Material for this task:
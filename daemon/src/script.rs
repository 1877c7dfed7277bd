//! Replay scripts: a JSON list of steps driven against an engine backed
//! by in-memory chain and ledger nullables.
//!
//! ```json
//! { "steps": [
//!     { "op": "fund", "account": "alice", "amount": 1000 },
//!     { "op": "propose", "caller": "alice", "title": "hello", "kind": "General" },
//!     { "op": "vote", "caller": "alice", "proposal": 1, "support": true },
//!     { "op": "advance", "blocks": 20 },
//!     { "op": "finalize", "caller": "alice", "proposal": 1 }
//! ] }
//! ```
//!
//! Amounts are `u64` in scripts; the engine widens them.

use concord_governance::{
    GovernanceEngine, GovernanceError, GovernanceEvent, ProposalDraft, ProposalKind,
};
use concord_nullables::{NullChain, NullLedger};
use concord_types::{Address, ProposalId};
use concord_utils::OpStats;
use serde::{Deserialize, Serialize};
use tracing::debug;

#[derive(Debug, Clone, Deserialize)]
pub struct Script {
    pub steps: Vec<Step>,
}

#[derive(Debug, Clone, PartialEq, Eq, Deserialize)]
#[serde(tag = "op", rename_all = "snake_case")]
pub enum Step {
    /// Mint native units into an account on the in-memory ledger.
    Fund { account: Address, amount: u64 },
    Advance { blocks: u64 },
    SetBlock { block: u64 },
    AddMember { caller: Address, member: Address, power: u64 },
    SetVotingPeriod { caller: Address, period: u64 },
    SetQuorum { caller: Address, bps: u32 },
    Delegate { caller: Address, to: Address },
    Undelegate { caller: Address },
    Propose {
        caller: Address,
        title: String,
        #[serde(default)]
        description: String,
        kind: ProposalKind,
        #[serde(default)]
        amount: u64,
        #[serde(default)]
        recipient: Option<Address>,
    },
    ProposeParameter {
        caller: Address,
        title: String,
        #[serde(default)]
        description: String,
        param: String,
        value: u64,
    },
    ProposeMembership {
        caller: Address,
        title: String,
        #[serde(default)]
        description: String,
        member: Address,
        power: u64,
        is_addition: bool,
    },
    Vote { caller: Address, proposal: u64, support: bool },
    Finalize { caller: Address, proposal: u64 },
    Execute { caller: Address, proposal: u64 },
    Deposit { caller: Address, amount: u64 },
}

impl Step {
    pub fn name(&self) -> &'static str {
        match self {
            Self::Fund { .. } => "fund",
            Self::Advance { .. } => "advance",
            Self::SetBlock { .. } => "set_block",
            Self::AddMember { .. } => "add_member",
            Self::SetVotingPeriod { .. } => "set_voting_period",
            Self::SetQuorum { .. } => "set_quorum",
            Self::Delegate { .. } => "delegate",
            Self::Undelegate { .. } => "undelegate",
            Self::Propose { .. } => "propose",
            Self::ProposeParameter { .. } => "propose_parameter",
            Self::ProposeMembership { .. } => "propose_membership",
            Self::Vote { .. } => "vote",
            Self::Finalize { .. } => "finalize",
            Self::Execute { .. } => "execute",
            Self::Deposit { .. } => "deposit",
        }
    }
}

/// What happened when a step ran.
#[derive(Debug, Clone, Serialize)]
#[serde(tag = "outcome", rename_all = "snake_case")]
pub enum Outcome {
    Committed {
        detail: String,
        events: Vec<GovernanceEvent>,
    },
    RolledBack {
        kind: String,
        error: String,
    },
}

#[derive(Debug, Clone, Serialize)]
pub struct StepReport {
    pub index: usize,
    pub op: &'static str,
    pub block: u64,
    #[serde(flatten)]
    pub outcome: Outcome,
}

/// Drives an engine step by step and records every outcome.
pub struct Replayer {
    pub engine: GovernanceEngine<NullLedger>,
    pub chain: NullChain,
    pub stats: OpStats,
}

impl Replayer {
    pub fn new(engine: GovernanceEngine<NullLedger>, start_block: u64) -> Self {
        Self {
            engine,
            chain: NullChain::new(start_block),
            stats: OpStats::new(),
        }
    }

    pub fn run(&mut self, script: &Script) -> Vec<StepReport> {
        script
            .steps
            .iter()
            .enumerate()
            .map(|(index, step)| self.step(index, step))
            .collect()
    }

    pub fn step(&mut self, index: usize, step: &Step) -> StepReport {
        let block = self.chain.height().as_u64();
        let outcome = match self.apply(step) {
            Ok(detail) => {
                self.stats.record(step.name(), true);
                Outcome::Committed {
                    detail,
                    events: self.engine.drain_events(),
                }
            }
            Err(err) => {
                self.stats.record(step.name(), false);
                Outcome::RolledBack {
                    kind: format!("{:?}", err.kind()),
                    error: err.to_string(),
                }
            }
        };
        debug!(index, op = step.name(), block, "step replayed");
        StepReport {
            index,
            op: step.name(),
            block,
            outcome,
        }
    }

    fn apply(&mut self, step: &Step) -> Result<String, GovernanceError> {
        let chain = &self.chain;
        let engine = &mut self.engine;
        let detail = match step {
            Step::Fund { account, amount } => {
                engine.ledger_mut().fund(account.clone(), u128::from(*amount));
                format!("funded {account} with {amount}")
            }
            Step::Advance { blocks } => {
                chain.advance(*blocks);
                format!("at block {}", chain.height())
            }
            Step::SetBlock { block } => {
                chain.set(*block);
                format!("at block {}", chain.height())
            }
            Step::AddMember {
                caller,
                member,
                power,
            } => {
                let added = engine.add_member(&chain.ctx(caller.clone()), member.clone(), (*power).into())?;
                format!("{} joined with power {}", added.address, added.voting_power)
            }
            Step::SetVotingPeriod { caller, period } => {
                engine.set_voting_period(&chain.ctx(caller.clone()), *period)?;
                format!("voting period {period}")
            }
            Step::SetQuorum { caller, bps } => {
                engine.set_quorum(&chain.ctx(caller.clone()), *bps)?;
                format!("quorum {bps} bps")
            }
            Step::Delegate { caller, to } => {
                engine.delegate_votes(&chain.ctx(caller.clone()), to)?;
                format!("{caller} delegated to {to}")
            }
            Step::Undelegate { caller } => {
                engine.undelegate_votes(&chain.ctx(caller.clone()))?;
                format!("{caller} undelegated")
            }
            Step::Propose {
                caller,
                title,
                description,
                kind,
                amount,
                recipient,
            } => {
                let draft = ProposalDraft {
                    amount: (*amount).into(),
                    recipient: recipient.clone(),
                    ..ProposalDraft::new(title.clone(), description.clone(), *kind)
                };
                let id = engine.create_proposal(&chain.ctx(caller.clone()), draft)?;
                format!("proposal {id} created")
            }
            Step::ProposeParameter {
                caller,
                title,
                description,
                param,
                value,
            } => {
                let id = engine.create_parameter_change_proposal(
                    &chain.ctx(caller.clone()),
                    title.clone(),
                    description.clone(),
                    param.clone(),
                    (*value).into(),
                )?;
                format!("proposal {id} created")
            }
            Step::ProposeMembership {
                caller,
                title,
                description,
                member,
                power,
                is_addition,
            } => {
                let id = engine.create_membership_change_proposal(
                    &chain.ctx(caller.clone()),
                    title.clone(),
                    description.clone(),
                    member.clone(),
                    (*power).into(),
                    *is_addition,
                )?;
                format!("proposal {id} created")
            }
            Step::Vote {
                caller,
                proposal,
                support,
            } => {
                let vote =
                    engine.cast_vote(&chain.ctx(caller.clone()), ProposalId::new(*proposal), *support)?;
                format!("{caller} voted {support} with weight {}", vote.weight)
            }
            Step::Finalize { caller, proposal } => {
                let outcome =
                    engine.finalize_proposal(&chain.ctx(caller.clone()), ProposalId::new(*proposal))?;
                format!("proposal {proposal} {outcome}")
            }
            Step::Execute { caller, proposal } => {
                let effect =
                    engine.execute_proposal(&chain.ctx(caller.clone()), ProposalId::new(*proposal))?;
                format!("proposal {proposal} executed: {effect:?}")
            }
            Step::Deposit { caller, amount } => {
                let balance =
                    engine.deposit_to_treasury(&chain.ctx(caller.clone()), (*amount).into())?;
                format!("treasury balance {balance}")
            }
        };
        Ok(detail)
    }
}

#[cfg(test)]
mod tests {
    use super::*;
    use concord_governance::{GovernanceConfig, GovernanceParams, ProposalState};

    fn replayer() -> Replayer {
        let params = GovernanceParams {
            voting_period: 5,
            timelock_duration: 2,
            ..GovernanceParams::standard()
        };
        let config = GovernanceConfig::default()
            .with_params(params)
            .with_member("alice", 60)
            .with_member("bob", 40);
        Replayer::new(GovernanceEngine::new(config, NullLedger::new()).unwrap(), 1)
    }

    fn parse(json: &str) -> Script {
        serde_json::from_str(json).expect("script should parse")
    }

    #[test]
    fn parses_tagged_steps() {
        let script = parse(
            r#"{ "steps": [
                { "op": "fund", "account": "alice", "amount": 500 },
                { "op": "propose", "caller": "alice", "title": "t", "kind": "Funding",
                  "amount": 10, "recipient": "carol" },
                { "op": "vote", "caller": "bob", "proposal": 1, "support": false }
            ] }"#,
        );
        assert_eq!(script.steps.len(), 3);
        assert_eq!(
            script.steps[2],
            Step::Vote {
                caller: Address::new("bob"),
                proposal: 1,
                support: false,
            }
        );
        assert_eq!(script.steps[1].name(), "propose");
    }

    #[test]
    fn unknown_op_is_rejected() {
        assert!(serde_json::from_str::<Script>(r#"{"steps":[{"op":"cancel"}]}"#).is_err());
    }

    #[test]
    fn full_lifecycle_replays() {
        let script = parse(
            r#"{ "steps": [
                { "op": "fund", "account": "alice", "amount": 1000 },
                { "op": "fund", "account": "donor", "amount": 1000 },
                { "op": "deposit", "caller": "donor", "amount": 300 },
                { "op": "propose", "caller": "alice", "title": "grant", "kind": "Funding",
                  "amount": 120, "recipient": "carol" },
                { "op": "vote", "caller": "alice", "proposal": 1, "support": true },
                { "op": "vote", "caller": "alice", "proposal": 1, "support": true },
                { "op": "advance", "blocks": 6 },
                { "op": "finalize", "caller": "bob", "proposal": 1 },
                { "op": "execute", "caller": "bob", "proposal": 1 },
                { "op": "advance", "blocks": 2 },
                { "op": "execute", "caller": "bob", "proposal": 1 }
            ] }"#,
        );
        let mut replayer = replayer();
        let reports = replayer.run(&script);

        assert!(matches!(reports[5].outcome, Outcome::RolledBack { ref kind, .. } if kind == "AlreadyVoted"));
        assert!(matches!(reports[8].outcome, Outcome::RolledBack { ref kind, .. } if kind == "VotingClosed"));
        assert!(matches!(reports[10].outcome, Outcome::Committed { .. }));

        let engine = &replayer.engine;
        assert_eq!(engine.get_proposal(ProposalId::new(1)).unwrap().state, ProposalState::Executed);
        assert_eq!(engine.get_treasury_balance(), 180);
        assert_eq!(replayer.stats.total().rolled_back, 2);
        assert_eq!(replayer.stats.get("execute").committed, 1);
    }

    #[test]
    fn report_serializes_flat() {
        let mut replayer = replayer();
        let report = replayer.step(0, &Step::Undelegate { caller: Address::new("alice") });
        let json = serde_json::to_value(&report).unwrap();
        assert_eq!(json["op"], "undelegate");
        assert_eq!(json["outcome"], "rolled_back");
        assert_eq!(json["kind"], "NotFound");
    }
}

Exercise:
Wherever "GovernanceParams" occurs in the entries above, copy the line it sits on.

The completed task:
    use concord_governance::{GovernanceConfig, GovernanceParams, ProposalState};
        let params = GovernanceParams {
            ..GovernanceParams::standard()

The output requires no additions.